Riparti Calabria, l’ennesima truffa: requisiti cuciti su misura per gli amici degli amici

Dopo i finti tablet, che a detta di Spirlì arriveranno a settembre, dopo i buoni spesa regionali che nessun avente diritto ha avuto, dopo il boicottaggio della cassa integrazione, Jole la capra si appresta a mettere in atto la truffa del secolo. E tutto grazie a questa emergenza che porterà nelle tasche degli amici degli amici una valanga di denaro. Si sa che nelle emergenza il malaffare sguazza alla grande. Tutti ricorderanno la telefonata tra i due imprenditori che ridevano, in vista di lucrosi appalti, dopo il terremoto che ha colpito L’Aquila.

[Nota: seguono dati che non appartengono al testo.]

//! How a subject type crosses the envelope.
//!
//! Every subject carries a string type tag used to reconcile a restored
//! payload with the type the running program expects. Types that implement
//! [`NativeSubject`] are embedded directly as CBOR; any other [`Subject`]
//! needs an encode hook to turn it into a string.

use std::any;
use std::borrow::Cow;

use ciborium::Value;
use serde::de::DeserializeOwned;
use serde::Serialize;

/// Pointer identity of a subject instance.
///
/// Two subjects are identity-equal only when they are the same instance
/// (or, for handle types, point at the same shared instance). Value
/// equality plays no part.
#[derive(Debug, Clone, Copy, PartialEq, Eq, Hash)]
pub struct SubjectId(usize);

impl SubjectId {
    /// Identity of the value behind `value`.
    pub fn of<T: ?Sized>(value: &T) -> Self {
        Self(value as *const T as *const () as usize)
    }
}

/// A value an undo stack operates on.
pub trait Subject: Sized + 'static {
    /// Runtime type tag recorded in the descriptor and the payload.
    ///
    /// Defaults to [`std::any::type_name`], which is only stable for a given
    /// compiler and crate layout. Override it with a fixed string when
    /// envelopes must outlive a rebuild.
    fn type_tag() -> Cow<'static, str> {
        Cow::Borrowed(any::type_name::<Self>())
    }

    /// Native CBOR form, or `None` when the type has none.
    fn to_native(&self) -> Option<Result<Value, ciborium::value::Error>> {
        None
    }

    /// Rebuild from a native CBOR form, or `None` when the type has none.
    fn from_native(_value: &Value) -> Option<Result<Self, ciborium::value::Error>> {
        None
    }

    /// Identity used by [`StackGroup`](crate::StackGroup) to refuse two
    /// stacks wrapping the same instance.
    ///
    /// The default is the address of `self`. Handle types (`Arc<Mutex<T>>`
    /// wrappers and the like) should return the identity of the shared
    /// instance instead.
    fn identity(&self) -> SubjectId {
        SubjectId::of(self)
    }
}

/// Marker for subjects that serde can serialize directly.
pub trait NativeSubject: Serialize + DeserializeOwned + 'static {
    fn type_tag() -> Cow<'static, str> {
        Cow::Borrowed(any::type_name::<Self>())
    }
}

impl<T: NativeSubject> Subject for T {
    fn type_tag() -> Cow<'static, str> {
        <T as NativeSubject>::type_tag()
    }

    fn to_native(&self) -> Option<Result<Value, ciborium::value::Error>> {
        Some(Value::serialized(self))
    }

    fn from_native(value: &Value) -> Option<Result<Self, ciborium::value::Error>> {
        Some(value.deserialized())
    }
}

macro_rules! native_subject {
    ($($ty:ty),* $(,)?) => {
        $(impl NativeSubject for $ty {})*
    };
}

native_subject!(String, bool, i32, i64, u32, u64, f64, Vec<u8>, Vec<String>);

Riparti Calabria è lo slogan usato da Jole la capra per giustificare quello che a tutti gli effetti si presenta come l’ennesimo imbroglio a danno dei calabresi: 120 milioni di euro per far ripartire l’economia. E sarebbe cosa giusta se non fosse che dietro a tutto questo c’è il solito trucchetto per favorire solo ed esclusivamente gli amici degli amici. Il trucco è sempre lo stesso: cucire su misura il “bando”, inserendo requisiti che non tutti hanno, agli amici degli amici.

Infatti per accedere al finanziamento di “Riparti Calabria” sono previsti:

Vincoli di fatturato, regolarità contributiva, assenza di pendenze pregresse con il fisco, dichiarazione di un professionista che certifica la carenza di liquidità della impresa a causa Covid-19 e, l’Arcea – ossia un ente che per statuto opera esclusivamente nel settore agricolo – come soggetto erogatore del finanziamento.

E dulcis in fundo, il click day, cioè non tutti avranno il finanziamento ma solo coloro che per primi presenteranno la domanda alla piattaforma telematica.

Insomma la solita solfa che favorisce solo chi ha Santi in paradiso. Mentre chi ha veramente bisogno rimane tagliato fuori.

E per farvi capire, ancora una volta che alla Lega dei calabresi non gliene frega niente, vi riproponiamo i requisiti che la Lega, in Piemonte, ha inserito nelle misura di sostegno alle attività commerciali colpite dall’emergenza.

Nella Regione Piemonte, dove il governo regionale è simile a quello calabrese con a capo Alberto Cirio, un forzaitaliotaleghista, le cose vanno diversamente. Cirio e la sua giunta, prima ancora di quella della Santelli, ha approvato una “mega-manovra da 88 milioni di euro, già pronti in cassa, per erogare decine di migliaia di bonus “cash”, a fondo perduto e direttamente sull’IBAN di bar, ristoranti, attività di ristorazione in genere che ne faranno richiesta. Ma anche di centri estetici, spa, parrucchieri, taxisti”. Questo è il nostro modo per aiutare tutte le aziende che sono state chiuse dal Decreto del Governo e che tutt’ora sanno solo che potranno riaprire a giugno”.  Queste le parole del presidente Cirio durante la conferenza stampa di presentazione della misura “bonus Piemonte”.

In pratica la Regione Piemonte ha destinato a tutte le attività commerciali un bonus a fondo perduto di 2500 euro. Per ottenere il bonus basta una mail: “ogni azienda riceverà una PEC dalla Regione, sarà sufficiente rispondere a questa mail confermando che si è il titolare dell’attività e che si vuole ottenere il bonus e indicando il proprio l’IBAN. Punto. Non serve DURC, non serve andare dal commercialista, non serve produrre documentazione per certificare il danno: è ovvio che c’è stato un danno”.

Chiaro! I commercianti, i lavoratori, e tutti gli aventi diritto, in Piemonte, per essere risarciti gli basta fare una mail, senza dover dimostrare niente, perché come dice Cirio il danno c’è ed è evidente. Mentre i calabresi dovranno produrre una montagna di carte senza neanche avere la certezza di poter ricevere l’aiuto.

Questa è la situazione reale, se poi vi piace andare dietro le chiacchiere e le favole di Jole la capra, fate pure, tanto a guadagnarci sono sempre gli stessi, alla faccia di chi ha bisogno e non sa come fare.